◆ About this exercise ◆
Every record needs to be set down again without a single difference.

━━━━━ Provided material

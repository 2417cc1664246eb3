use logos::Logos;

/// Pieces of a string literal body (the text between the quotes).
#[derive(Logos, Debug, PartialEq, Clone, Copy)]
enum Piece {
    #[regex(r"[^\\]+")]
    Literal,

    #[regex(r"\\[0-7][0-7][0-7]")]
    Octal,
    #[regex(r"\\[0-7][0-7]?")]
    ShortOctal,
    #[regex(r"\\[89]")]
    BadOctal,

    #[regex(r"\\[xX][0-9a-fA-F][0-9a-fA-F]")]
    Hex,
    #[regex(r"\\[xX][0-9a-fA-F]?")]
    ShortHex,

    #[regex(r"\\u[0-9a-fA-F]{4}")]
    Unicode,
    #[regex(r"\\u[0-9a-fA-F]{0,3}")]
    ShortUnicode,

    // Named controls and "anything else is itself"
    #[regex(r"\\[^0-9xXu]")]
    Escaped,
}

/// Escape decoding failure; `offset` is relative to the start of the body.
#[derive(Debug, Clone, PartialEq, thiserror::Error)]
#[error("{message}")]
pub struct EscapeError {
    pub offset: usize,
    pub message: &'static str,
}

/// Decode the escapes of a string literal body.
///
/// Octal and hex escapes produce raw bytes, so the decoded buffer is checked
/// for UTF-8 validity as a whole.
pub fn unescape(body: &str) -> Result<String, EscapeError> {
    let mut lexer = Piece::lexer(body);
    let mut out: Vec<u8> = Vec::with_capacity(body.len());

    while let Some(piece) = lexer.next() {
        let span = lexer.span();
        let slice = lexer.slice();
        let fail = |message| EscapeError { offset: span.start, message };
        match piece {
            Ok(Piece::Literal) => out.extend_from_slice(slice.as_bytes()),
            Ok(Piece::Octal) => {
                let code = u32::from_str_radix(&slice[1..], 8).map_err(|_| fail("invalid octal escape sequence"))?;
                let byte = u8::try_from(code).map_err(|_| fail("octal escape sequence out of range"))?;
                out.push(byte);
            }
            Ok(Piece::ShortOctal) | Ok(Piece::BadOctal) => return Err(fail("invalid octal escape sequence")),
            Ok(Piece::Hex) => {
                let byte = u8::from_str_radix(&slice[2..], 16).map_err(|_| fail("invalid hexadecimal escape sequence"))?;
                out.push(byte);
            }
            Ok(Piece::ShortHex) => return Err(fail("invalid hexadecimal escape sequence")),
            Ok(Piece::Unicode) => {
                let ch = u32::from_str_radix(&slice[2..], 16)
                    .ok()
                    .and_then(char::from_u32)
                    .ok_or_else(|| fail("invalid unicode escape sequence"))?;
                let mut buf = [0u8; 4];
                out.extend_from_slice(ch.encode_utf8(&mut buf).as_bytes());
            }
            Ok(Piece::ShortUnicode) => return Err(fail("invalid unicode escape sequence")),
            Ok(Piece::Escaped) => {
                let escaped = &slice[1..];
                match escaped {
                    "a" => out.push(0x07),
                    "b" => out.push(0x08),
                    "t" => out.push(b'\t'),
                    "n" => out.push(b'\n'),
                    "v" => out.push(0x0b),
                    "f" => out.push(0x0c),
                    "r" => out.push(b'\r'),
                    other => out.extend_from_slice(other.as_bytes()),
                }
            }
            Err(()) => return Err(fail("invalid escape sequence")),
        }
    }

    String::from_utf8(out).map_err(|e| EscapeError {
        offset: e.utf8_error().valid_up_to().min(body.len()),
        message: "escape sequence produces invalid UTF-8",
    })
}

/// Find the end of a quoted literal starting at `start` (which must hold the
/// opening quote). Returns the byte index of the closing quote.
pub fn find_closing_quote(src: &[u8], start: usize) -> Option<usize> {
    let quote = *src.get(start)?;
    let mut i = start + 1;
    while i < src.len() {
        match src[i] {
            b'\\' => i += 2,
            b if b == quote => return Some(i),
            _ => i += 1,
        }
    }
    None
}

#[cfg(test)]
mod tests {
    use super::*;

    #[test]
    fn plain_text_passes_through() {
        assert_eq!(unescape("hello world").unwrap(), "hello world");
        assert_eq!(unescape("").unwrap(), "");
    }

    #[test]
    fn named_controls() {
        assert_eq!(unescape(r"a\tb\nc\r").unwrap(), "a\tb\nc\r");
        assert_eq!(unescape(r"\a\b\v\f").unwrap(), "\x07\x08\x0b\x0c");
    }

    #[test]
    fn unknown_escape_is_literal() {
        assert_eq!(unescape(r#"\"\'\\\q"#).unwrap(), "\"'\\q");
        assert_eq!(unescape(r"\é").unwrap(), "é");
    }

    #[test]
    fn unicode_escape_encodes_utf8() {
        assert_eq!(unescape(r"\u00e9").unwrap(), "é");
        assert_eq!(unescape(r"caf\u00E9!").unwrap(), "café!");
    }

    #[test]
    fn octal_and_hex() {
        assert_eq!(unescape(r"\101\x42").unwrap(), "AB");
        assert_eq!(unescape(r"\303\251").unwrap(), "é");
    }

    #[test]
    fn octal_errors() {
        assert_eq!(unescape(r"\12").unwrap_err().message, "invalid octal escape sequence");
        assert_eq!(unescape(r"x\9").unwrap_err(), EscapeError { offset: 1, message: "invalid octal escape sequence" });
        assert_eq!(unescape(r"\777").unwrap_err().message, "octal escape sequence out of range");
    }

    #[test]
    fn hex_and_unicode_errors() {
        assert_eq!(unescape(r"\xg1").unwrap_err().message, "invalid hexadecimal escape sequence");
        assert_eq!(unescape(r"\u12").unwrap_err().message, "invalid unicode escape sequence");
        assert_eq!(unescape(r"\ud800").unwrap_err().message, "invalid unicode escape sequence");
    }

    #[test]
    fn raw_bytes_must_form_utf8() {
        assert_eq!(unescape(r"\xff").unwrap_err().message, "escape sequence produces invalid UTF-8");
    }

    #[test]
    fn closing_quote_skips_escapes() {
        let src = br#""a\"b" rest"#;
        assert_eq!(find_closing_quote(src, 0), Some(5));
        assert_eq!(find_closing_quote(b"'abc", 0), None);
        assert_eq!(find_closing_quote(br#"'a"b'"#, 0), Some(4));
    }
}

━━━━━━━━━━

◆ Written solution ◆
repository 2417cc1664246eb3
use logos::Logos;

/// Pieces of a string literal body (the text between the quotes).
#[derive(Logos, Debug, PartialEq, Clone, Copy)]
enum Piece {
    #[regex(r"[^\\]+")]
    Literal,

    #[regex(r"\\[0-7][0-7][0-7]")]
    Octal,
    #[regex(r"\\[0-7][0-7]?")]
    ShortOctal,
    #[regex(r"\\[89]")]
    BadOctal,

    #[regex(r"\\[xX][0-9a-fA-F][0-9a-fA-F]")]
    Hex,
    #[regex(r"\\[xX][0-9a-fA-F]?")]
    ShortHex,

    #[regex(r"\\u[0-9a-fA-F]{4}")]
    Unicode,
    #[regex(r"\\u[0-9a-fA-F]{0,3}")]
    ShortUnicode,

    // Named controls and "anything else is itself"
    #[regex(r"\\[^0-9xXu]")]
    Escaped,
}

/// Escape decoding failure; `offset` is relative to the start of the body.
#[derive(Debug, Clone, PartialEq, thiserror::Error)]
#[error("{message}")]
pub struct EscapeError {
    pub offset: usize,
    pub message: &'static str,
}

/// Decode the escapes of a string literal body.
///
/// Octal and hex escapes produce raw bytes, so the decoded buffer is checked
/// for UTF-8 validity as a whole.
pub fn unescape(body: &str) -> Result<String, EscapeError> {
    let mut lexer = Piece::lexer(body);
    let mut out: Vec<u8> = Vec::with_capacity(body.len());

    while let Some(piece) = lexer.next() {
        let span = lexer.span();
        let slice = lexer.slice();
        let fail = |message| EscapeError { offset: span.start, message };
        match piece {
            Ok(Piece::Literal) => out.extend_from_slice(slice.as_bytes()),
            Ok(Piece::Octal) => {
                let code = u32::from_str_radix(&slice[1..], 8).map_err(|_| fail("invalid octal escape sequence"))?;
                let byte = u8::try_from(code).map_err(|_| fail("octal escape sequence out of range"))?;
                out.push(byte);
            }
            Ok(Piece::ShortOctal) | Ok(Piece::BadOctal) => return Err(fail("invalid octal escape sequence")),
            Ok(Piece::Hex) => {
                let byte = u8::from_str_radix(&slice[2..], 16).map_err(|_| fail("invalid hexadecimal escape sequence"))?;
                out.push(byte);
            }
            Ok(Piece::ShortHex) => return Err(fail("invalid hexadecimal escape sequence")),
            Ok(Piece::Unicode) => {
                let ch = u32::from_str_radix(&slice[2..], 16)
                    .ok()
                    .and_then(char::from_u32)
                    .ok_or_else(|| fail("invalid unicode escape sequence"))?;
                let mut buf = [0u8; 4];
                out.extend_from_slice(ch.encode_utf8(&mut buf).as_bytes());
            }
            Ok(Piece::ShortUnicode) => return Err(fail("invalid unicode escape sequence")),
            Ok(Piece::Escaped) => {
                let escaped = &slice[1..];
                match escaped {
                    "a" => out.push(0x07),
                    "b" => out.push(0x08),
                    "t" => out.push(b'\t'),
                    "n" => out.push(b'\n'),
                    "v" => out.push(0x0b),
                    "f" => out.push(0x0c),
                    "r" => out.push(b'\r'),
                    other => out.extend_from_slice(other.as_bytes()),
                }
            }
            Err(()) => return Err(fail("invalid escape sequence")),
        }
    }

    String::from_utf8(out).map_err(|e| EscapeError {
        offset: e.utf8_error().valid_up_to().min(body.len()),
        message: "escape sequence produces invalid UTF-8",
    })
}

/// Find the end of a quoted literal starting at `start` (which must hold the
/// opening quote). Returns the byte index of the closing quote.
pub fn find_closing_quote(src: &[u8], start: usize) -> Option<usize> {
    let quote = *src.get(start)?;
    let mut i = start + 1;
    while i < src.len() {
        match src[i] {
            b'\\' => i += 2,
            b if b == quote => return Some(i),
            _ => i += 1,
        }
    }
    None
}

#[cfg(test)]
mod tests {
    use super::*;

    #[test]
    fn plain_text_passes_through() {
        assert_eq!(unescape("hello world").unwrap(), "hello world");
        assert_eq!(unescape("").unwrap(), "");
    }

    #[test]
    fn named_controls() {
        assert_eq!(unescape(r"a\tb\nc\r").unwrap(), "a\tb\nc\r");
        assert_eq!(unescape(r"\a\b\v\f").unwrap(), "\x07\x08\x0b\x0c");
    }

    #[test]
    fn unknown_escape_is_literal() {
        assert_eq!(unescape(r#"\"\'\\\q"#).unwrap(), "\"'\\q");
        assert_eq!(unescape(r"\é").unwrap(), "é");
    }

    #[test]
    fn unicode_escape_encodes_utf8() {
        assert_eq!(unescape(r"\u00e9").unwrap(), "é");
        assert_eq!(unescape(r"caf\u00E9!").unwrap(), "café!");
    }

    #[test]
    fn octal_and_hex() {
        assert_eq!(unescape(r"\101\x42").unwrap(), "AB");
        assert_eq!(unescape(r"\303\251").unwrap(), "é");
    }

    #[test]
    fn octal_errors() {
        assert_eq!(unescape(r"\12").unwrap_err().message, "invalid octal escape sequence");
        assert_eq!(unescape(r"x\9").unwrap_err(), EscapeError { offset: 1, message: "invalid octal escape sequence" });
        assert_eq!(unescape(r"\777").unwrap_err().message, "octal escape sequence out of range");
    }

    #[test]
    fn hex_and_unicode_errors() {
        assert_eq!(unescape(r"\xg1").unwrap_err().message, "invalid hexadecimal escape sequence");
        assert_eq!(unescape(r"\u12").unwrap_err().message, "invalid unicode escape sequence");
        assert_eq!(unescape(r"\ud800").unwrap_err().message, "invalid unicode escape sequence");
    }

    #[test]
    fn raw_bytes_must_form_utf8() {
        assert_eq!(unescape(r"\xff").unwrap_err().message, "escape sequence produces invalid UTF-8");
    }

    #[test]
    fn closing_quote_skips_escapes() {
        let src = br#""a\"b" rest"#;
        assert_eq!(find_closing_quote(src, 0), Some(5));
        assert_eq!(find_closing_quote(b"'abc", 0), None);
        assert_eq!(find_closing_quote(br#"'a"b'"#, 0), Some(4));
    }
}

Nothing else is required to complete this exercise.